La mauvaise nouvelle de Beigbeder

Ce qui m'amène à ma mauvaise nouvelle. Gatsby le Magnifique est un des rares romans qu'on a fini par savoir par cœur: par exemple, sa dernière phrase. «Car c'est ainsi que nous allons, barques luttant contre un courant qui nous ramène sans cesse vers le passé.» La fille de Bertrand Poirot-Delpech vient de retraduire ce chef-d'œuvre chez P.O.L - la célèbre chute devient: «C'est ainsi que nous nous débattons, comme des barques contre le courant, sans cesse repoussés vers le passé.» Ce n'était pas la peine de se donner tant de mal pour redire la même chose en plus compliqué. Des barques qui se «débattent»? Et pourquoi rajouter ce «comme» qui ne figure pas dans la version anglaise («So we beat on, boats against the current...»): ce qui est beau dans cette apposition, c'est justement que le narrateur semblait regarder flotter l'embarcation toute seule dans la nuit, éclairée par le phare vert d'East Egg.

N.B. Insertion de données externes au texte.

//! One ETL run: standings, then scorers, then fixtures.

use chrono::{DateTime, Utc};
use std::fmt;
use thiserror::Error;
use tracing::{error, info};
use uuid::Uuid;

use crate::error::EtlError;
use crate::fetcher::Fetcher;
use crate::loader::Loader;
use crate::models::Resource;
use crate::transform::{records, transform_batch};

/// Position in the run's linear state machine.
#[derive(Debug, Clone, Copy, PartialEq, Eq)]
pub enum Stage {
    Fetch(Resource),
    Transform(Resource),
    Load(Resource),
}

impl fmt::Display for Stage {
    fn fmt(&self, f: &mut fmt::Formatter<'_>) -> fmt::Result {
        match self {
            Stage::Fetch(r) => write!(f, "fetch {}", r),
            Stage::Transform(r) => write!(f, "transform {}", r),
            Stage::Load(r) => write!(f, "load {}", r),
        }
    }
}

/// A run that stopped at `stage`; earlier stages stay committed.
#[derive(Debug, Error)]
#[error("run {run_id} failed at {stage}: {source}")]
pub struct RunError {
    pub run_id: Uuid,
    pub stage: Stage,
    #[source]
    pub source: EtlError,
}

#[derive(Debug, Clone)]
pub struct RunReport {
    pub run_id: Uuid,
    pub started_at: DateTime<Utc>,
    pub finished_at: DateTime<Utc>,
    /// Rows upserted per resource, in run order
    pub loaded: Vec<(Resource, u64)>,
}

impl RunReport {
    pub fn total_rows(&self) -> u64 {
        self.loaded.iter().map(|(_, n)| n).sum()
    }
}

/// Fetch → transform → load for every resource, strictly in sequence.
pub struct Pipeline<F, L> {
    fetcher: F,
    loader: L,
}

impl<F: Fetcher, L: Loader> Pipeline<F, L> {
    pub fn new(fetcher: F, loader: L) -> Self {
        Self { fetcher, loader }
    }

    #[cfg(test)]
    pub(crate) fn loader(&self) -> &L {
        &self.loader
    }

    /// Execute one run. No state is carried between runs.
    pub async fn run(&self) -> Result<RunReport, RunError> {
        let run_id = Uuid::new_v4();
        let started_at = Utc::now();
        let mut loaded = Vec::with_capacity(Resource::ALL.len());

        for resource in Resource::ALL {
            let fail = |stage: Stage| move |source: EtlError| RunError { run_id, stage, source };

            let payload = self
                .fetcher
                .fetch(resource)
                .await
                .map_err(fail(Stage::Fetch(resource)))?;

            let batch = records(resource, &payload)
                .and_then(|list| transform_batch(resource, list))
                .map_err(fail(Stage::Transform(resource)))?;
            info!("[{}] Fetched {} {} records", run_id, batch.len(), resource);

            let count = self
                .loader
                .load(&batch)
                .await
                .map_err(fail(Stage::Load(resource)))?;
            info!("[{}] {} updated successfully: {} rows", run_id, resource, count);

            loaded.push((resource, count));
        }

        Ok(RunReport {
            run_id,
            started_at,
            finished_at: Utc::now(),
            loaded,
        })
    }

    /// Run and log the outcome. Failures are contained here so the
    /// scheduler keeps going.
    pub async fn run_logged(&self) -> Option<RunReport> {
        info!("Scheduled ETL started");

        match self.run().await {
            Ok(report) => {
                info!(
                    "[{}] SUCCESS: all EPL tables updated ({} rows in {}ms)",
                    report.run_id,
                    report.total_rows(),
                    (report.finished_at - report.started_at).num_milliseconds()
                );
                Some(report)
            }
            Err(e) => {
                error!("[{}] ETL run failed at {}: {}", e.run_id, e.stage, e.source);
                None
            }
        }
    }
}
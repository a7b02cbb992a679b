//! Authenticated reads against football-data.org.

use serde_json::Value;
use tracing::{debug, info};

use crate::error::EtlError;
use crate::models::Resource;

/// Competition code for the Premier League.
pub const COMPETITION: &str = "PL";

/// Anything that can return the parsed payload for a resource.
#[allow(async_fn_in_trait)]
pub trait Fetcher {
    async fn fetch(&self, resource: Resource) -> Result<Value, EtlError>;
}

/// football-data.org v4 client
pub struct FootballDataClient {
    http_client: reqwest::Client,
    base_url: String,
    api_key: String,
}

impl FootballDataClient {
    /// No retry and no timeout beyond reqwest's defaults: a failed read
    /// fails the run and the next trigger is the recovery path.
    pub fn new(base_url: impl Into<String>, api_key: impl Into<String>) -> Result<Self, EtlError> {
        let http_client = reqwest::Client::builder()
            .user_agent(concat!("epl-etl/", env!("CARGO_PKG_VERSION")))
            .build()
            .map_err(|e| EtlError::Config(format!("failed to create HTTP client: {}", e)))?;

        Ok(Self {
            http_client,
            base_url: base_url.into().trim_end_matches('/').to_string(),
            api_key: api_key.into(),
        })
    }

    pub fn url_for(&self, resource: Resource) -> String {
        format!(
            "{}/competitions/{}/{}",
            self.base_url,
            COMPETITION,
            resource.endpoint()
        )
    }
}

impl Fetcher for FootballDataClient {
    async fn fetch(&self, resource: Resource) -> Result<Value, EtlError> {
        let url = self.url_for(resource);
        debug!("GET {}", url);

        let response = self
            .http_client
            .get(&url)
            .header("X-Auth-Token", &self.api_key)
            .send()
            .await
            .map_err(|source| EtlError::Network { resource, source })?;

        // Log API usage from headers
        if let Some(remaining) = response.headers().get("x-requests-available-minute") {
            info!(
                "API requests available this minute: {}",
                remaining.to_str().unwrap_or("?")
            );
        }

        let status = response.status();
        let body = response
            .text()
            .await
            .map_err(|source| EtlError::Network { resource, source })?;

        if !status.is_success() {
            return Err(EtlError::Status {
                resource,
                status,
                body,
            });
        }

        serde_json::from_str(&body)
            .map_err(|e| EtlError::data_shape(resource, format!("response body is not JSON: {}", e)))
    }
}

Comparons à présent le célèbre incipit qui me fait toujours monter des larmes de gratitude: «Quand j'étais plus jeune, c'est-à-dire plus vulnérable, mon père me donna un conseil que je ne cesse de retourner dans mon esprit.» C'était une sacrée entrée en matière, digne d'un conte de fées, et si je dis «sacrée», c'est pour déculpabiliser Julie Wolkenstein: ce n'est pas de sa faute s'il y a des intégristes qui refusent qu'on touche à leurs souvenirs. En même temps, ce n'est pas parce que Fitzgerald est tombé dans le domaine public (son œuvre est désormais libre de droits) qu'on peut prendre toutes les libertés avec lui ! Nous avons avec ce roman des habitudes de vieux garçon, les textes de Jacques Tournier et Victor Llona nous rap pelaient notre jeunesse, la re-traductrice nous donne envie de gueuler tel un tonton flingueur: «Touche pas au Gatsby, s...!» (avec tout le respect que Le Figaro Magazine doit aux professeurs de littérature comparée). Le travail de cette universitaire est sûrement très respectable mais il donne la même impression que d'entendre un standard des Beatles massacré dans un karaoké par un étudiant en musicologie ne tenant pas le gin-tonic.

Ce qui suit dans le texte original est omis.